- **What needs to be done**:
Reproduce every line of the listing below exactly.

- **Record set**:
- - - -

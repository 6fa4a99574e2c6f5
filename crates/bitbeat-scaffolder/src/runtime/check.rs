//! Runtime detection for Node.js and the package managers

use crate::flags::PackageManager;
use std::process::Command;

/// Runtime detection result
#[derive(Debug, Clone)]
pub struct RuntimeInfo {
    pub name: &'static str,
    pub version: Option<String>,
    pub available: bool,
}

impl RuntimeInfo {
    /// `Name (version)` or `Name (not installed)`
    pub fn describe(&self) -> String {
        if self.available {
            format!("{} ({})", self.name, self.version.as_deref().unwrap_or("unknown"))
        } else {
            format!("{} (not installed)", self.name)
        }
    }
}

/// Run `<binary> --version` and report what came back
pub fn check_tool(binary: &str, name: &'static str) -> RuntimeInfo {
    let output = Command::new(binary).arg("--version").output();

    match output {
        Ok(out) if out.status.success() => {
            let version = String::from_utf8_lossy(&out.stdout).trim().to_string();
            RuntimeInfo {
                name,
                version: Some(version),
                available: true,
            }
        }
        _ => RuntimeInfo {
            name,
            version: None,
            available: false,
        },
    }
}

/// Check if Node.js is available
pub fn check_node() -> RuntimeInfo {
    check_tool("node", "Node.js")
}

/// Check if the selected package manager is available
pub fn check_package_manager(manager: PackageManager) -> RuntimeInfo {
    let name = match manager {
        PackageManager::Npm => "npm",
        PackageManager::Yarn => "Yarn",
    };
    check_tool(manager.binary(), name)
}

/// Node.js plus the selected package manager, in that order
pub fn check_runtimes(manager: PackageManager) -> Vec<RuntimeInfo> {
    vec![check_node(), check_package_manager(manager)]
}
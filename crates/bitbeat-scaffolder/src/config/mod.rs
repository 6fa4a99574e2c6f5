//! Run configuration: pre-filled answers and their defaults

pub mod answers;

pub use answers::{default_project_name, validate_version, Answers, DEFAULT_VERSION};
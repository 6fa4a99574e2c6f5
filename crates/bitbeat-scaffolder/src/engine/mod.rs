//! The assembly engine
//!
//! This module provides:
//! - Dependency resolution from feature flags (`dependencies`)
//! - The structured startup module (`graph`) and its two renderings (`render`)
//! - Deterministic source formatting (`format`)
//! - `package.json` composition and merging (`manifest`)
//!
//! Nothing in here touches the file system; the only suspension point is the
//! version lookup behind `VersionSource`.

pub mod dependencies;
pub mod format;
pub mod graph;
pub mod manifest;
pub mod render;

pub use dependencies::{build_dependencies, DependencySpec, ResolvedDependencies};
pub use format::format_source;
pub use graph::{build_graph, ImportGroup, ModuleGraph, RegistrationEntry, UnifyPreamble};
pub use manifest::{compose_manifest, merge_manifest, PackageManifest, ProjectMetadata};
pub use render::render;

- - - -

- **Task result**:
repository 6fa4a99574e2c6f5
filename crates/bitbeat-scaffolder/src/runtime/check.rs
//! Runtime detection for Node.js and the package managers

use crate::flags::PackageManager;
use std::process::Command;

/// Runtime detection result
#[derive(Debug, Clone)]
pub struct RuntimeInfo {
    pub name: &'static str,
    pub version: Option<String>,
    pub available: bool,
}

impl RuntimeInfo {
    /// `Name (version)` or `Name (not installed)`
    pub fn describe(&self) -> String {
        if self.available {
            format!("{} ({})", self.name, self.version.as_deref().unwrap_or("unknown"))
        } else {
            format!("{} (not installed)", self.name)
        }
    }
}

/// Run `<binary> --version` and report what came back
pub fn check_tool(binary: &str, name: &'static str) -> RuntimeInfo {
    let output = Command::new(binary).arg("--version").output();

    match output {
        Ok(out) if out.status.success() => {
            let version = String::from_utf8_lossy(&out.stdout).trim().to_string();
            RuntimeInfo {
                name,
                version: Some(version),
                available: true,
            }
        }
        _ => RuntimeInfo {
            name,
            version: None,
            available: false,
        },
    }
}

/// Check if Node.js is available
pub fn check_node() -> RuntimeInfo {
    check_tool("node", "Node.js")
}

/// Check if the selected package manager is available
pub fn check_package_manager(manager: PackageManager) -> RuntimeInfo {
    let name = match manager {
        PackageManager::Npm => "npm",
        PackageManager::Yarn => "Yarn",
    };
    check_tool(manager.binary(), name)
}

/// Node.js plus the selected package manager, in that order
pub fn check_runtimes(manager: PackageManager) -> Vec<RuntimeInfo> {
    vec![check_node(), check_package_manager(manager)]
}
filename crates/bitbeat-scaffolder/src/config/mod.rs
repository 6fa4a99574e2c6f5
//! Run configuration: pre-filled answers and their defaults

pub mod answers;

pub use answers::{default_project_name, validate_version, Answers, DEFAULT_VERSION};
repository 6fa4a99574e2c6f5
filename crates/bitbeat-scaffolder/src/engine/mod.rs
//! The assembly engine
//!
//! This module provides:
//! - Dependency resolution from feature flags (`dependencies`)
//! - The structured startup module (`graph`) and its two renderings (`render`)
//! - Deterministic source formatting (`format`)
//! - `package.json` composition and merging (`manifest`)
//!
//! Nothing in here touches the file system; the only suspension point is the
//! version lookup behind `VersionSource`.

pub mod dependencies;
pub mod format;
pub mod graph;
pub mod manifest;
pub mod render;

pub use dependencies::{build_dependencies, DependencySpec, ResolvedDependencies};
pub use format::format_source;
pub use graph::{build_graph, ImportGroup, ModuleGraph, RegistrationEntry, UnifyPreamble};
pub use manifest::{compose_manifest, merge_manifest, PackageManifest, ProjectMetadata};
pub use render::render;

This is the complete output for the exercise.